Zéphirin donne-t-il déjà des insomnies ?

 

Dans son mot de clôture du forum, Zéphirin Diabré a été très clair sur la question de l’alternance: « On entend beaucoup dire ici et là que la question de l’alternance est une question taboue dans notre pays. Non, l’alternance ne peut pas être une question taboue en démocratie. Une démocratie dans laquelle on ne discute pas de l’alternance, et dans laquelle il n’y a pas alternance, n’est pas une démocratie. C’est un marché de dupes. Et puis pour nous, que ce soit en politique ou ailleurs, rien n’est tabou dès lors qu’il s’agit de l’avenir de notre pays, de notre avenir, et de celui de nos enfants ».

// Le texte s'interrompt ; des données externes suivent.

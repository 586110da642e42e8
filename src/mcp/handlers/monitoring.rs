use super::{opt_i64, opt_str, required_str, respond, HandlerResult};
use crate::core::AppState;
use crate::tools::monitoring;
use serde_json::Value;
use std::sync::Arc;

pub async fn alerts_overview(state: Arc<AppState>, _arguments: &Value) -> HandlerResult {
    respond(monitoring::get_alerts_overview(&state).await)
}

pub async fn alert_rules(state: Arc<AppState>, _arguments: &Value) -> HandlerResult {
    respond(monitoring::get_alert_rules(&state).await)
}

pub async fn alert_details(state: Arc<AppState>, arguments: &Value) -> HandlerResult {
    let alert_id = required_str(arguments, "alert_id")?;
    respond(monitoring::get_alert_details(&state, &alert_id).await)
}

pub async fn activity_log_analysis(state: Arc<AppState>, arguments: &Value) -> HandlerResult {
    respond(monitoring::get_activity_log_analysis(&state, opt_i64(arguments, "hours_back")).await)
}

pub async fn application_insights_data(state: Arc<AppState>, arguments: &Value) -> HandlerResult {
    respond(
        monitoring::get_application_insights_data(
            &state,
            opt_str(arguments, "app_insights_id"),
            opt_str(arguments, "timespan"),
        )
        .await,
    )
}

pub async fn resource_health_status(state: Arc<AppState>, _arguments: &Value) -> HandlerResult {
    respond(monitoring::get_resource_health_status(&state).await)
}

pub async fn log_analytics_data(state: Arc<AppState>, arguments: &Value) -> HandlerResult {
    respond(
        monitoring::get_log_analytics_data(
            &state,
            opt_str(arguments, "workspace_id"),
            opt_str(arguments, "query"),
            opt_str(arguments, "timespan"),
        )
        .await,
    )
}

pub async fn azure_advisor_detailed(state: Arc<AppState>, _arguments: &Value) -> HandlerResult {
    respond(monitoring::get_azure_advisor_detailed(&state).await)
}
pub mod architecture;
pub mod billing;
pub mod inventory;
pub mod metrics;
pub mod monitoring;
pub mod security;

use crate::azure::ApiFailure;
use crate::core::types::ErrorResponse;
use crate::mcp::{McpCallResponse, McpContent};
use axum::http::StatusCode;
use axum::response::Json;
use serde_json::Value;

pub type HandlerResult = Result<Json<McpCallResponse>, (StatusCode, Json<ErrorResponse>)>;

pub(crate) fn opt_str(arguments: &Value, key: &str) -> Option<String> {
    arguments
        .get(key)
        .and_then(|v| v.as_str())
        .map(|s| s.to_string())
}

pub(crate) fn str_or(arguments: &Value, key: &str, default: &str) -> String {
    arguments
        .get(key)
        .and_then(|v| v.as_str())
        .unwrap_or(default)
        .to_string()
}

pub(crate) fn bool_or(arguments: &Value, key: &str, default: bool) -> bool {
    arguments.get(key).and_then(|v| v.as_bool()).unwrap_or(default)
}

pub(crate) fn opt_i64(arguments: &Value, key: &str) -> Option<i64> {
    arguments.get(key).and_then(|v| v.as_i64())
}

pub(crate) fn required_str(
    arguments: &Value,
    key: &str,
) -> Result<String, (StatusCode, Json<ErrorResponse>)> {
    opt_str(arguments, key).ok_or_else(|| {
        (
            StatusCode::BAD_REQUEST,
            Json(ErrorResponse {
                error: format!("Missing required parameter: {}", key),
            }),
        )
    })
}

/// Tool failures are not transport failures: they come back as an
/// `is_error` payload, never as an HTTP error.
pub(crate) fn respond(result: Result<String, ApiFailure>) -> HandlerResult {
    let (text, is_error) = match result {
        Ok(text) => (text, false),
        Err(failure) => {
            let text = serde_json::to_string_pretty(&failure.to_envelope())
                .unwrap_or_else(|_| failure.to_string());
            (text, true)
        }
    };
    Ok(Json(McpCallResponse {
        content: vec![McpContent {
            content_type: "text".to_string(),
            text,
        }],
        is_error,
    }))
}
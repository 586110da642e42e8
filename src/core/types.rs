use serde::{Deserialize, Serialize};
use serde_json::Value;
use std::collections::BTreeMap;

#[derive(Debug, Serialize, Deserialize)]
pub struct ErrorResponse {
    pub error: String,
}

// ───────────────────────────────────────────────────────────────────────────
// Key Vault security analysis
// ───────────────────────────────────────────────────────────────────────────

#[derive(Debug, Clone, Serialize, Deserialize)]
pub struct VaultSecurityConfig {
    pub soft_delete_enabled: bool,
    pub purge_protection_enabled: bool,
    pub public_network_access: String,
    pub soft_delete_retention_days: i64,
}

#[derive(Debug, Clone, Serialize, Deserialize)]
pub struct VaultAnalysis {
    pub vault_name: String,
    pub resource_group: String,
    pub subscription_id: String,
    pub location: String,
    pub vault_uri: String,
    pub security_config: VaultSecurityConfig,
    /// 100 minus the fixed penalty for each detected misconfiguration,
    /// floored at 0.
    pub security_score: i64,
    pub security_issues: Vec<String>,
    pub recommendations: Vec<String>,
}

#[derive(Debug, Clone, Serialize, Deserialize)]
pub struct CriticalVault {
    pub vault_name: String,
    pub security_score: i64,
    pub critical_issues: Vec<String>,
}

#[derive(Debug, Serialize, Deserialize)]
pub struct KeyVaultSecuritySummary {
    pub total_key_vaults: usize,
    pub average_security_score: f64,
    pub vaults_with_issues: usize,
    pub common_issues: BTreeMap<String, usize>,
    pub security_recommendations: Vec<String>,
    pub critical_vaults: Vec<CriticalVault>,
    pub all_vaults: Vec<VaultAnalysis>,
}

// ───────────────────────────────────────────────────────────────────────────
// Network security analysis
// ───────────────────────────────────────────────────────────────────────────

#[derive(Debug, Clone, Serialize, Deserialize)]
pub struct RiskyRule {
    pub rule_name: String,
    pub risk_level: String,
    pub risk_reasons: Vec<String>,
    pub source: String,
    pub destination_port: String,
    pub protocol: String,
    pub access: String,
    pub direction: String,
}

#[derive(Debug, Clone, Serialize, Deserialize)]
pub struct NsgAnalysis {
    pub nsg_name: String,
    pub resource_group: String,
    pub subscription_id: String,
    pub total_rules: usize,
    pub risky_rules: Vec<RiskyRule>,
    pub security_score: i64,
    pub recommendations: Vec<String>,
}

#[derive(Debug, Clone, Serialize, Deserialize)]
pub struct FirewallAnalysis {
    pub firewall_name: String,
    pub resource_group: String,
    pub subscription_id: String,
    pub threat_intel_mode: String,
    pub has_policy: bool,
    pub sku: Value,
    pub security_score: i64,
    pub recommendations: Vec<String>,
}

#[derive(Debug, Clone, Serialize, Deserialize)]
pub struct PublicIpAnalysis {
    pub total_public_ips: usize,
    pub associated_resources: usize,
    pub unassociated_ips: usize,
    pub recommendations: Vec<String>,
}

#[derive(Debug, Clone, Serialize, Deserialize)]
pub struct SecurityRisk {
    pub resource_type: String,
    pub resource_name: String,
    pub security_score: i64,
    pub risk_count: usize,
}

#[derive(Debug, Serialize, Deserialize)]
pub struct NetworkSecurityOverview {
    pub total_nsgs: usize,
    pub nsgs_with_risks: usize,
    pub total_firewalls: usize,
    pub total_public_ips: usize,
}

#[derive(Debug, Serialize, Deserialize)]
pub struct NetworkSecuritySummary {
    pub network_security_overview: NetworkSecurityOverview,
    pub security_risks: Vec<SecurityRisk>,
    pub nsg_analysis: Vec<NsgAnalysis>,
    pub firewall_analysis: Vec<FirewallAnalysis>,
    pub public_ip_analysis: PublicIpAnalysis,
    /// `[recommendation, occurrence count]` pairs, most common first.
    pub top_recommendations: Vec<(String, usize)>,
}

// ───────────────────────────────────────────────────────────────────────────
// Security Center alerts / assessments / Defender coverage
// ───────────────────────────────────────────────────────────────────────────

#[derive(Debug, Clone, Serialize, Deserialize)]
pub struct SecurityAlert {
    pub subscription_id: String,
    pub subscription_name: String,
    pub alert_id: String,
    pub alert_name: String,
    pub severity: String,
    pub status: String,
    pub alert_type: String,
    pub description: String,
    pub start_time: String,
    pub end_time: String,
    pub compromised_entity: String,
    pub remediation_steps: Value,
    pub extended_properties: Value,
}

#[derive(Debug, Serialize, Deserialize)]
pub struct SecurityAlertsSummary {
    pub total_alerts: usize,
    pub alerts_by_severity: BTreeMap<String, usize>,
    pub alerts_by_status: BTreeMap<String, usize>,
    pub recent_alerts: Vec<SecurityAlert>,
    pub critical_alerts: Vec<SecurityAlert>,
    pub all_alerts: Vec<SecurityAlert>,
}

#[derive(Debug, Clone, Serialize, Deserialize)]
pub struct SecurityAssessment {
    pub subscription_id: String,
    pub subscription_name: String,
    pub assessment_id: String,
    pub assessment_name: String,
    pub display_name: String,
    pub description: String,
    pub severity: String,
    pub category: Value,
    pub status_code: String,
    pub status_cause: String,
    pub status_description: String,
    pub resource_details: Value,
    pub additional_data: Value,
}

#[derive(Debug, Serialize, Deserialize)]
pub struct SecurityAssessmentsSummary {
    pub total_assessments: usize,
    pub assessments_by_severity: BTreeMap<String, usize>,
    pub assessments_by_status: BTreeMap<String, usize>,
    pub failed_assessments: Vec<SecurityAssessment>,
    pub critical_findings: Vec<SecurityAssessment>,
    pub all_assessments: Vec<SecurityAssessment>,
}

#[derive(Debug, Clone, Serialize, Deserialize)]
pub struct DefenderPricing {
    pub subscription_id: String,
    pub subscription_name: String,
    pub resource_type: String,
    pub pricing_tier: String,
    pub enabled: bool,
    pub free_trial_remaining_days: String,
    pub subplan: String,
    pub extensions: Value,
}

#[derive(Debug, Clone, Serialize, Deserialize)]
pub struct ServiceStatus {
    pub service: String,
    pub enabled: bool,
}

#[derive(Debug, Clone, Serialize, Deserialize)]
pub struct SubscriptionCoverage {
    pub subscription_name: String,
    pub enabled: usize,
    pub disabled: usize,
    pub services: Vec<ServiceStatus>,
}

#[derive(Debug, Clone, Default, Serialize, Deserialize)]
pub struct ServiceCoverage {
    pub enabled: usize,
    pub disabled: usize,
}

#[derive(Debug, Serialize, Deserialize)]
pub struct DefenderStatusSummary {
    pub total_resource_types: usize,
    pub enabled_services: usize,
    pub disabled_services: usize,
    pub coverage_by_subscription: BTreeMap<String, SubscriptionCoverage>,
    pub coverage_by_service: BTreeMap<String, ServiceCoverage>,
    pub recommendations: Vec<String>,
    pub all_pricings: Vec<DefenderPricing>,
}

#[derive(Debug, Clone, Serialize, Deserialize)]
pub struct ProcessedRecommendation {
    pub id: String,
    pub name: String,
    pub display_name: String,
    pub description: String,
    pub severity: String,
    pub category: Value,
    pub status: Value,
    pub remediation_description: String,
    pub implementation_effort: String,
    pub user_impact: String,
    pub threats: Value,
    pub resource_details: Value,
    pub additional_data: Value,
}

#[derive(Debug, Serialize, Deserialize)]
pub struct RecommendationsSummary {
    pub total_recommendations: usize,
    pub critical_recommendations: Vec<ProcessedRecommendation>,
    pub all_recommendations: Vec<ProcessedRecommendation>,
}

// ───────────────────────────────────────────────────────────────────────────
// Monitor metrics fan-out summaries
// ───────────────────────────────────────────────────────────────────────────

#[derive(Debug, Clone, Serialize, Deserialize)]
pub struct VmMetricsEntry {
    pub vm_id: String,
    pub vm_name: String,
    pub metrics: Value,
}

#[derive(Debug, Default, Serialize, Deserialize)]
pub struct VmMetricsCounters {
    pub total_vms: usize,
    pub high_cpu_vms: usize,
    pub low_utilization_vms: usize,
}

#[derive(Debug, Serialize, Deserialize)]
pub struct VmMetricsSummary {
    pub timespan: String,
    pub vm_metrics: Vec<VmMetricsEntry>,
    pub summary: VmMetricsCounters,
}

#[derive(Debug, Clone, Serialize, Deserialize)]
pub struct StorageMetricsEntry {
    pub storage_id: String,
    pub storage_name: String,
    pub metrics: Value,
}

#[derive(Debug, Default, Serialize, Deserialize)]
pub struct StorageMetricsCounters {
    pub total_accounts: usize,
    pub low_usage_accounts: usize,
}

#[derive(Debug, Serialize, Deserialize)]
pub struct StorageMetricsSummary {
    pub timespan: String,
    pub storage_metrics: Vec<StorageMetricsEntry>,
    pub summary: StorageMetricsCounters,
}

#[derive(Debug, Clone, Serialize, Deserialize)]
pub struct DatabaseMetricsEntry {
    pub database_id: String,
    pub database_name: String,
    pub database_type: String,
    pub metrics: Value,
}

#[derive(Debug, Default, Serialize, Deserialize)]
pub struct DatabaseMetricsCounters {
    pub total_databases: usize,
    pub high_utilization_dbs: usize,
}

#[derive(Debug, Serialize, Deserialize)]
pub struct DatabaseMetricsSummary {
    pub timespan: String,
    pub database_metrics: Vec<DatabaseMetricsEntry>,
    pub summary: DatabaseMetricsCounters,
}

// ───────────────────────────────────────────────────────────────────────────
// Activity log analysis
// ───────────────────────────────────────────────────────────────────────────

#[derive(Debug, Serialize, Deserialize)]
pub struct ActivityTimeRange {
    pub start: String,
    pub end: String,
    pub hours_analyzed: i64,
}

#[derive(Debug, Clone, Default, Serialize, Deserialize)]
pub struct ResourceActivity {
    pub event_count: usize,
    pub last_activity: String,
    pub operations: Vec<String>,
}

#[derive(Debug, Clone, Serialize, Deserialize)]
pub struct InactiveResource {
    pub resource_id: String,
    pub event_count: usize,
    pub last_activity: String,
}

#[derive(Debug, Serialize, Deserialize)]
pub struct ActivitySummaryCounters {
    pub total_events: usize,
    pub unique_resources: usize,
    pub inactive_resources: Vec<InactiveResource>,
}

#[derive(Debug, Serialize, Deserialize)]
pub struct ActivityAnalysis {
    pub time_range: ActivityTimeRange,
    pub resource_activity: BTreeMap<String, ResourceActivity>,
    pub summary: ActivitySummaryCounters,
}
use crate::mcp::prompts::prompt_catalog;
use crate::mcp::resources::resource_catalog;
use crate::mcp::tooling::tool_catalog;
use serde_json::Value;
use std::collections::HashMap;
use tracing::warn;

#[derive(Clone, Debug)]
pub struct PublicToolSpec {
    pub name: String,
    pub title: String,
    pub description: String,
    pub input_schema: Value,
}

/// A resource URI bound to the tool invocation that serves its reads.
#[derive(Clone, Debug)]
pub struct ResourceBinding {
    pub uri: String,
    pub description: String,
    pub tool: String,
    pub arguments: Value,
}

#[derive(Clone, Debug)]
pub struct PromptSpec {
    pub name: String,
    pub description: String,
    pub arguments: Vec<String>,
}

/// Single lookup surface for both transports: tool names, resource URIs,
/// and prompt names. Loaded once at startup from the static catalogs.
#[derive(Clone, Debug, Default)]
pub struct ToolRegistry {
    tools: HashMap<String, PublicToolSpec>,
    resources: HashMap<String, ResourceBinding>,
    prompts: HashMap<String, PromptSpec>,
}

impl ToolRegistry {
    pub fn load() -> Self {
        let mut registry = ToolRegistry::default();

        for entry in tool_catalog() {
            let spec = PublicToolSpec {
                name: entry.name.to_string(),
                title: entry.title.to_string(),
                description: entry.description.to_string(),
                input_schema: entry.input_schema,
            };
            if registry.tools.insert(spec.name.clone(), spec).is_some() {
                warn!("tool catalog: duplicate tool name {}; keeping the later entry", entry.name);
            }
        }

        for entry in resource_catalog() {
            if crate::mcp::resources::resource_category(entry.uri).is_none() {
                warn!("resource catalog: {} is not a well-formed URI; skipping", entry.uri);
                continue;
            }
            if !registry.tools.contains_key(entry.tool) {
                warn!(
                    "resource catalog: {} maps to unknown tool {}; skipping",
                    entry.uri, entry.tool
                );
                continue;
            }
            let binding = ResourceBinding {
                uri: entry.uri.to_string(),
                description: entry.description.to_string(),
                tool: entry.tool.to_string(),
                arguments: entry.arguments,
            };
            if registry.resources.insert(binding.uri.clone(), binding).is_some() {
                warn!("resource catalog: duplicate URI {}; keeping the later entry", entry.uri);
            }
        }

        for entry in prompt_catalog() {
            let spec = PromptSpec {
                name: entry.name.to_string(),
                description: entry.description.to_string(),
                arguments: entry.arguments.iter().map(|a| a.to_string()).collect(),
            };
            if registry.prompts.insert(spec.name.clone(), spec).is_some() {
                warn!("prompt catalog: duplicate prompt name {}; keeping the later entry", entry.name);
            }
        }

        registry
    }

    pub fn tool_specs(&self) -> Vec<PublicToolSpec> {
        let mut specs: Vec<_> = self.tools.values().cloned().collect();
        specs.sort_by(|a, b| a.name.cmp(&b.name));
        specs
    }

    pub fn contains_tool(&self, name: &str) -> bool {
        self.tools.contains_key(name)
    }

    pub fn resource_bindings(&self) -> Vec<ResourceBinding> {
        let mut bindings: Vec<_> = self.resources.values().cloned().collect();
        bindings.sort_by(|a, b| a.uri.cmp(&b.uri));
        bindings
    }

    pub fn resolve_resource(&self, uri: &str) -> Option<&ResourceBinding> {
        self.resources.get(uri)
    }

    pub fn prompt_specs(&self) -> Vec<PromptSpec> {
        let mut specs: Vec<_> = self.prompts.values().cloned().collect();
        specs.sort_by(|a, b| a.name.cmp(&b.name));
        specs
    }

    pub fn contains_prompt(&self, name: &str) -> bool {
        self.prompts.contains_key(name)
    }
}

En dehors du président Compaoré, nous avons entendu des acteurs politiques s’égosiller sur la question en arguant sur l’arbitrage des urnes. Cependant, en disant que l’alternance n’est pas d’actualité, c’est plutôt une défense des intérêts individuels. Le cas du député Amadou Diemdioda Dicko est illustratif. Il a été ministre délégué pour quelques jours dans le régime de Blaise Compaoré. Encore faut-il qu’il ait un tel privilège si ce n’est sous ce régime.

Le forum des citoyens pour l’alternance n’a rien laissé au hasard, il a fait le constat suivant sur les élites: « Par peur, par lâcheté, par crainte de perdre des privilèges, par hypocrisie, par duplicité, par prudence excessive, par recherche des facilités, des honneurs, et pour de multiples autres raisons, la majorité des élites s’est murée dans un silence assourdissant, refusant d’assumer leur rôle d’éclaireurs, de conscientisation, préférant à la prise de parole citoyenne le zèle ou la loyauté de façade pour les moins courageux, et les murmures et les critiques en off pour les plus courageux ».

Les membres du forum des Citoyens de l’alternance n’ont été pas égoïstes, ils estiment que même les mouvanciers peuvent faire partie de la Coalition électorale à construire. Il n’y aura pas de chasse aux sorcières. Néanmoins, il faut que chacun contrôle ce qu’il dit pour mériter le repentir quand il y aura l’alternance. Et elle aura lieu. Tôt ou tard.